%%

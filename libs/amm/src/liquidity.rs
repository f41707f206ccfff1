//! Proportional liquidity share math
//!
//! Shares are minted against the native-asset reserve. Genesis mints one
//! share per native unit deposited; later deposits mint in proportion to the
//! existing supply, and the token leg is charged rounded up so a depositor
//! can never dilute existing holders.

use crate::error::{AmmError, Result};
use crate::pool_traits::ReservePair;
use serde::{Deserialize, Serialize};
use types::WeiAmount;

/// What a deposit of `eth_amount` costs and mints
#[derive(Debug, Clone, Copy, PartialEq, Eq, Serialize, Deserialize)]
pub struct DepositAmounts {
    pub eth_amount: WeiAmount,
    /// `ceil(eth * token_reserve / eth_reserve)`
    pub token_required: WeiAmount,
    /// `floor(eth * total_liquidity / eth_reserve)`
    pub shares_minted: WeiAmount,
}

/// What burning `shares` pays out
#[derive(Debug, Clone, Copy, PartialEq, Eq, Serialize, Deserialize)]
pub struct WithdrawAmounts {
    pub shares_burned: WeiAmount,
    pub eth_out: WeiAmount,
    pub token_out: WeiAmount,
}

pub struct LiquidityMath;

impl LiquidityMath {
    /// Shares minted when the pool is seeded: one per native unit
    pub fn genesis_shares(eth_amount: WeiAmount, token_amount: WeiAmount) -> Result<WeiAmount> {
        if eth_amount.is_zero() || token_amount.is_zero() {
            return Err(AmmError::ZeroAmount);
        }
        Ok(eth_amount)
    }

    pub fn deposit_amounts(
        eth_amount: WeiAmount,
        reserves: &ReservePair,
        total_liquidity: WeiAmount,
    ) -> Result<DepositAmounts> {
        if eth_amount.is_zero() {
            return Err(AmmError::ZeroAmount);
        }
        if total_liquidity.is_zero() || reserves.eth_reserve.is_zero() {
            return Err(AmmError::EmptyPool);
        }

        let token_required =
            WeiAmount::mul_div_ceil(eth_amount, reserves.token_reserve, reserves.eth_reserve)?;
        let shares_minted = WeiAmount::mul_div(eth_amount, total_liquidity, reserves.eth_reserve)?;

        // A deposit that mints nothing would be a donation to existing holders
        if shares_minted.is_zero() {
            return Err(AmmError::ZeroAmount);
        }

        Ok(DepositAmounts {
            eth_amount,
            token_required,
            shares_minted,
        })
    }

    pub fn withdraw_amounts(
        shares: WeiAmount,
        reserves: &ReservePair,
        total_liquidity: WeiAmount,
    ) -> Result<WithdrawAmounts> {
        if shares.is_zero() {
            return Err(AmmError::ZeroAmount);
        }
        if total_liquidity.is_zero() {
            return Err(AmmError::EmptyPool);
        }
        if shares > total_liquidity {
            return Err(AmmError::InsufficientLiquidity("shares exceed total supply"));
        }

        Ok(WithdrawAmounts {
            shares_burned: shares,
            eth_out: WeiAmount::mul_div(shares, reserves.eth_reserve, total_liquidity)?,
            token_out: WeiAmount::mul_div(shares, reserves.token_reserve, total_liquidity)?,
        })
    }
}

%%

> **REQUIRED WORK**: Where does "Result" appear in the records above? Copy every line that has it.

> **SOLUTION TO THE PROBLEM**:
use crate::error::{AmmError, Result};
    pub fn genesis_shares(eth_amount: WeiAmount, token_amount: WeiAmount) -> Result<WeiAmount> {
    ) -> Result<DepositAmounts> {
    ) -> Result<WithdrawAmounts> {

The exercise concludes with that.